▸ Brief:
Each line of the data below containing "StatusCode" needs to be listed.

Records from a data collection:
---*---

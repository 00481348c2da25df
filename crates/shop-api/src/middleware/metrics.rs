//! HTTP 요청 metrics middleware.

use axum::{extract::Request, http::HeaderMap, middleware::Next, response::Response};
use std::time::Instant;

use crate::auth::AUTH_HEADER;
use crate::metrics::{
    normalize_path, record_http_duration, record_http_request, record_http_response,
};

/// 요청의 인증 헤더 포함 여부 라벨.
///
/// 헤더 값은 검증하지 않습니다. 검증 결과는 `auth_rejections_total`에 따로 집계됩니다.
fn auth_label(headers: &HeaderMap) -> &'static str {
    if headers.contains_key(AUTH_HEADER) {
        "token"
    } else {
        "anonymous"
    }
}

/// HTTP 메트릭을 수집하는 미들웨어 레이어.
///
/// - `http_requests_total`: 총 요청 수 (method, path, auth 라벨)
/// - `http_responses_total`: 총 응답 수 (method, path, status 라벨)
/// - `http_request_duration_seconds`: 요청 처리 시간 히스토그램
///
/// 경로의 주문 ID와 이메일은 라벨에 남기지 않습니다.
pub async fn metrics_layer(request: Request, next: Next) -> Response {
    let start = Instant::now();

    let method = request.method().to_string();
    let path = normalize_path(request.uri().path());
    record_http_request(&method, &path, auth_label(request.headers()));

    let response = next.run(request).await;

    record_http_response(&method, &path, response.status().as_u16());
    record_http_duration(&method, &path, start.elapsed().as_secs_f64());

    response
}

#[cfg(test)]
mod tests {
    use super::*;
    use crate::auth::{JwtAuth, TokenKeys};
    use axum::{
        body::Body,
        http::{HeaderValue, Request, StatusCode},
        middleware,
        routing::get,
        Router,
    };
    use chrono::Duration;
    use secrecy::SecretString;
    use tower::ServiceExt;

    async fn protected(JwtAuth(claims): JwtAuth) -> String {
        claims.email().unwrap_or_default().to_string()
    }

    fn guarded_app() -> Router {
        let keys = TokenKeys::new(
            &SecretString::new("metrics-layer-secret".into()),
            Duration::hours(1),
        );
        Router::new()
            .route("/order/{id}", get(protected))
            .layer(middleware::from_fn(metrics_layer))
            .with_state(keys)
    }

    #[test]
    fn test_auth_label() {
        let mut headers = HeaderMap::new();
        assert_eq!(auth_label(&headers), "anonymous");

        headers.insert(AUTH_HEADER, HeaderValue::from_static("Bearer x"));
        assert_eq!(auth_label(&headers), "token");
    }

    #[tokio::test]
    async fn test_rejection_passes_through_unchanged() {
        let response = guarded_app()
            .oneshot(
                Request::builder()
                    .uri("/order/123e4567-e89b-12d3-a456-426614174000")
                    .body(Body::empty())
                    .unwrap(),
            )
            .await
            .unwrap();

        assert_eq!(response.status(), StatusCode::UNAUTHORIZED);
        let body = axum::body::to_bytes(response.into_body(), usize::MAX)
            .await
            .unwrap();
        assert_eq!(
            &body[..],
            br#"{"name":"NoToken","message":"Unauthorized Access"}"#
        );
    }

    #[tokio::test]
    async fn test_unknown_route_is_counted_as_404() {
        let response = guarded_app()
            .oneshot(
                Request::builder()
                    .uri("/missing")
                    .header(AUTH_HEADER, "Bearer x")
                    .body(Body::empty())
                    .unwrap(),
            )
            .await
            .unwrap();

        assert_eq!(response.status(), StatusCode::NOT_FOUND);
    }
}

---*---

▸ Reply to the exercise:
        http::{HeaderValue, Request, StatusCode},
        assert_eq!(response.status(), StatusCode::UNAUTHORIZED);
        assert_eq!(response.status(), StatusCode::NOT_FOUND);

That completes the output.